Stacks: rxstacks

rxstacks

The rxstacks program makes corrections to genotype and haplotype calls in individual samples based on data accumulated from a population-wide examination.

The rxstacks program applies four types of corrections to a Stacks analysis:

SNP model corrections: rxstacks will reevaluate model calls that were not significant in each individual. rxstacks will use the catalog to look at the alleles for a particular nucleotide position in the population and filter out putative sequencing errors from the individual under examination. It will then recall the nucleotide position as a heterozygote or homozygote using the bounded SNP model (which bounds the known error rate).
Log likelihood filtering: starting in Stacks 1.20, when a stack is assembled a log likelihood will be assigned to that stack by either the ustacks or pstacks programs. A log likelihood limit can be set in the rxstacks program to remove loci that have a log likelihood below the threshold. Loci with poor log likelihoods tend to have low coverage, high sequencing erorr, or both, and do not add to a Stacks analysis. Good log likelihoods are close to zero, bad log likelihoods are highliy negative, so the program filters lnls below the value specified.
Confounded locus filter: for each catalog in the locus, we expect each individual in the analysis to have a single, matching locus. When multiple loci from an individual match a single catalog locus, we refer to the locus as confounded and remove it from the analysis. These loci are typically composed of repetitive sequence. Given a catalog locus with a certain percentage of individuals are confounded, the rxstacks program will remove those loci from the analysis.
Haplotype pruning: the rxstacks program will prune excess haplotypes from individual loci according to the prevelence of haplotypes in the population for a given catalog locus.

The rxstacks program must be run after the core pipeline: ustacks/pstacks, cstacks, and sstacks. Once rxstacks is run, cstacks, and sstacks should again be run, to rebuild and match to the catalog (minus all the filtered loci and haplotypes and with the new SNP calls).

It an output directory is specified, new Stacks files will be written to that directory. In this way, the uncorrected and corrected data sets can both be loaded into the web interface, or vStacks and compared. If only an input directory is specified, the original files will be overwritten.

If you specify the --verbose option, two additional log files will be written to your output directory, batch_X.rxstacks.haplotypes.log and batch_X.rxstacks.snps.log which detail each pruned haplotype and each modified SNP call.

Program Options

rxstacks -b batch_id -P path [-o path] [-t threads] [-v] [-h]

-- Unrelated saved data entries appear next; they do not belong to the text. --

//! Translation of engine errors into the platform taxonomy.
//!
//! The engine facade reports coarse failure kinds; what they mean depends
//! on the operation. A `Conflict` is a recoverable name collision during a
//! create, an idempotent no-op during a stop, and an in-use rejection
//! during an image delete. Each orchestrator operation goes through the
//! matching translation here so components above only ever see
//! [`DockhandError`] variants.

use dockhand_common::error::DockhandError;
use dockhand_engine::EngineError;

/// Generic fatal translation for calls with no recoverable outcome.
pub(crate) fn fault(err: EngineError) -> DockhandError {
    match err {
        EngineError::Unavailable { message } => DockhandError::EngineUnavailable { message },
        other => DockhandError::EngineUnavailable {
            message: other.to_string(),
        },
    }
}

/// Translation for inspect-backed lookups.
pub(crate) fn inspect_error(name: &str, err: EngineError) -> DockhandError {
    match err {
        EngineError::NotFound { .. } => DockhandError::ContainerNotFound {
            name: name.to_owned(),
        },
        other => fault(other),
    }
}

/// Translation for container creation: a conflict is a recoverable name
/// collision, a missing image is equally recoverable.
pub(crate) fn create_error(name: &str, err: EngineError) -> DockhandError {
    match err {
        EngineError::Conflict { message } => DockhandError::CreationFailed {
            name: name.to_owned(),
            message,
        },
        EngineError::NotFound { kind, id } => DockhandError::CreationFailed {
            name: name.to_owned(),
            message: format!("{kind} not found: {id}"),
        },
        other => fault(other),
    }
}

/// Translation for starting a container.
pub(crate) fn start_error(name: &str, err: EngineError) -> DockhandError {
    match err {
        EngineError::NotFound { .. } => DockhandError::ContainerNotFound {
            name: name.to_owned(),
        },
        other => fault(other),
    }
}

/// Translation for image deletion: a conflict means the image is still
/// referenced by containers.
pub(crate) fn image_delete_error(image: &str, err: EngineError) -> DockhandError {
    match err {
        EngineError::Conflict { .. } => DockhandError::ImageInUse {
            image: image.to_owned(),
        },
        other => fault(other),
    }
}

#[cfg(test)]
mod tests {
    use super::*;

    #[test]
    fn conflict_on_create_is_recoverable() {
        let err = create_error(
            "web1",
            EngineError::Conflict {
                message: "name already in use".into(),
            },
        );
        assert!(matches!(err, DockhandError::CreationFailed { .. }));
        assert!(err.is_recoverable());
    }

    #[test]
    fn conflict_on_image_delete_maps_to_in_use() {
        let err = image_delete_error(
            "cloudunit/tomcat:8",
            EngineError::Conflict {
                message: "image is referenced".into(),
            },
        );
        assert!(matches!(err, DockhandError::ImageInUse { .. }));
    }

    #[test]
    fn unavailable_is_always_fatal() {
        let err = inspect_error(
            "web1",
            EngineError::Unavailable {
                message: "connection refused".into(),
            },
        );
        assert!(matches!(err, DockhandError::EngineUnavailable { .. }));
    }

    #[test]
    fn not_found_on_inspect_names_the_container() {
        let err = inspect_error(
            "web1",
            EngineError::NotFound {
                kind: "container",
                id: "web1".into(),
            },
        );
        assert!(matches!(err, DockhandError::ContainerNotFound { name } if name == "web1"));
    }
}
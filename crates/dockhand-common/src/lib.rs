//! # dockhand-common
//!
//! Shared types, error taxonomy, configuration model, and constants used
//! across the Dockhand workspace.
//!
//! This crate is the leaf of the dependency graph — it depends on no other
//! internal crate and provides the foundational primitives that the engine
//! facade and the orchestrator build upon.

pub mod config;
pub mod constants;
pub mod error;
pub mod types;
//! Domain primitive types shared across the Dockhand workspace.

use std::fmt;

use serde::{Deserialize, Serialize};

use crate::error::{DockhandError, Result};

/// Lifecycle state of a container as observed through the engine.
///
/// The orchestrator never tracks state on its own; these values are
/// projections of engine inspections at a point in time.
#[derive(Debug, Clone, Copy, PartialEq, Eq, Hash, Serialize, Deserialize)]
pub enum ContainerState {
    /// No container with this name exists yet.
    Uninitialized,
    /// Container has been created but not yet started.
    Created,
    /// Container is actively running.
    Running,
    /// Container was stopped gracefully.
    Stopped,
    /// Container was killed (forced termination).
    Killed,
    /// Container has been removed from the engine.
    Removed,
}

impl fmt::Display for ContainerState {
    fn fmt(&self, f: &mut fmt::Formatter<'_>) -> fmt::Result {
        match self {
            Self::Uninitialized => write!(f, "uninitialized"),
            Self::Created => write!(f, "created"),
            Self::Running => write!(f, "running"),
            Self::Stopped => write!(f, "stopped"),
            Self::Killed => write!(f, "killed"),
            Self::Removed => write!(f, "removed"),
        }
    }
}

/// A `repository[:tag]` image reference. The tag defaults to `latest`
/// when rendered for a pull.
#[derive(Debug, Clone, PartialEq, Eq, Hash, Serialize, Deserialize)]
pub struct ImageRef {
    /// Repository component, e.g. `cloudunit/tomcat8`.
    pub repository: String,
    /// Optional tag component.
    pub tag: Option<String>,
}

impl ImageRef {
    /// Parses a `repository[:tag]` string.
    ///
    /// # Errors
    ///
    /// Returns `InvalidSpec` if the repository component is empty.
    pub fn parse(reference: &str) -> Result<Self> {
        let (repository, tag) = match reference.rsplit_once(':') {
            // A colon inside a registry host port (e.g. `host:5000/img`)
            // is not a tag separator.
            Some((repo, tag)) if !tag.contains('/') => (repo, Some(tag.to_owned())),
            _ => (reference, None),
        };
        if repository.is_empty() {
            return Err(DockhandError::InvalidSpec {
                message: format!("image reference {reference:?} has no repository"),
            });
        }
        Ok(Self {
            repository: repository.to_owned(),
            tag,
        })
    }

    /// Renders the full reference, defaulting the tag to `latest`.
    #[must_use]
    pub fn reference(&self) -> String {
        let tag = self.tag.as_deref().unwrap_or("latest");
        format!("{}:{tag}", self.repository)
    }
}

impl fmt::Display for ImageRef {
    fn fmt(&self, f: &mut fmt::Formatter<'_>) -> fmt::Result {
        write!(f, "{}", self.reference())
    }
}

/// Platform account owning a workload. The login/password pair is forwarded
/// to application-server bootstrap scripts.
#[derive(Debug, Clone, PartialEq, Eq, Serialize, Deserialize)]
pub struct User {
    /// Platform login.
    pub login: String,
    /// Platform password, passed to the in-container bootstrap.
    pub password: String,
}

/// Primary application workload backed by one container.
#[derive(Debug, Clone, PartialEq, Eq, Serialize, Deserialize)]
pub struct Server {
    /// Platform-assigned name, also the backing container's name.
    pub name: String,
    /// Last observed lifecycle state.
    pub state: ContainerState,
    /// Engine-assigned container id, once known.
    pub container_id: Option<String>,
    /// Image the backing container was created from.
    pub image: String,
    /// Whether this server runs an application-server image and therefore
    /// takes the `run <login> <password>` bootstrap arguments.
    pub application_server: bool,
}

/// A declared port of a module workload.
#[derive(Debug, Clone, PartialEq, Eq, Serialize, Deserialize)]
pub struct ModulePort {
    /// Port inside the container.
    pub container_value: u16,
    /// Host port it maps to when opened.
    pub host_value: u16,
    /// Whether the port is exposed to the host at all.
    pub opened: bool,
}

/// Attached service workload (database, cache, ...) backed by one container.
#[derive(Debug, Clone, PartialEq, Eq, Serialize, Deserialize)]
pub struct Module {
    /// Platform-assigned name, also the backing container's name.
    pub name: String,
    /// Last observed lifecycle state.
    pub state: ContainerState,
    /// Engine-assigned container id, once known.
    pub container_id: Option<String>,
    /// Image the backing container was created from.
    pub image: String,
    /// Declared ports; only `opened` ones are forwarded.
    pub ports: Vec<ModulePort>,
    /// Application port resolved from the container's environment on start.
    pub application_port: Option<u16>,
}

b — Batch ID to examine when exporting from the catalog.
P — path to the Stacks output files.
o — output path to write results.
t — number of threads to run in parallel sections of code.
v — print program version.
h — display this help messsage.

Filtering options:

--lnl_filter — filter catalog loci based on the mean log likelihood of the catalog locus in the population.
--lnl_lim [limit] — minimum log likelihood required to keep a catalog locus.
--lnl_dist — print distribution of mean log likelihoods for catalog loci.
--conf_filter — filter confounded loci.
--conf_lim — between 0.0 and 1.0 (default 0.75), proportion of loci in population that must be confounded relative to the catalog locus.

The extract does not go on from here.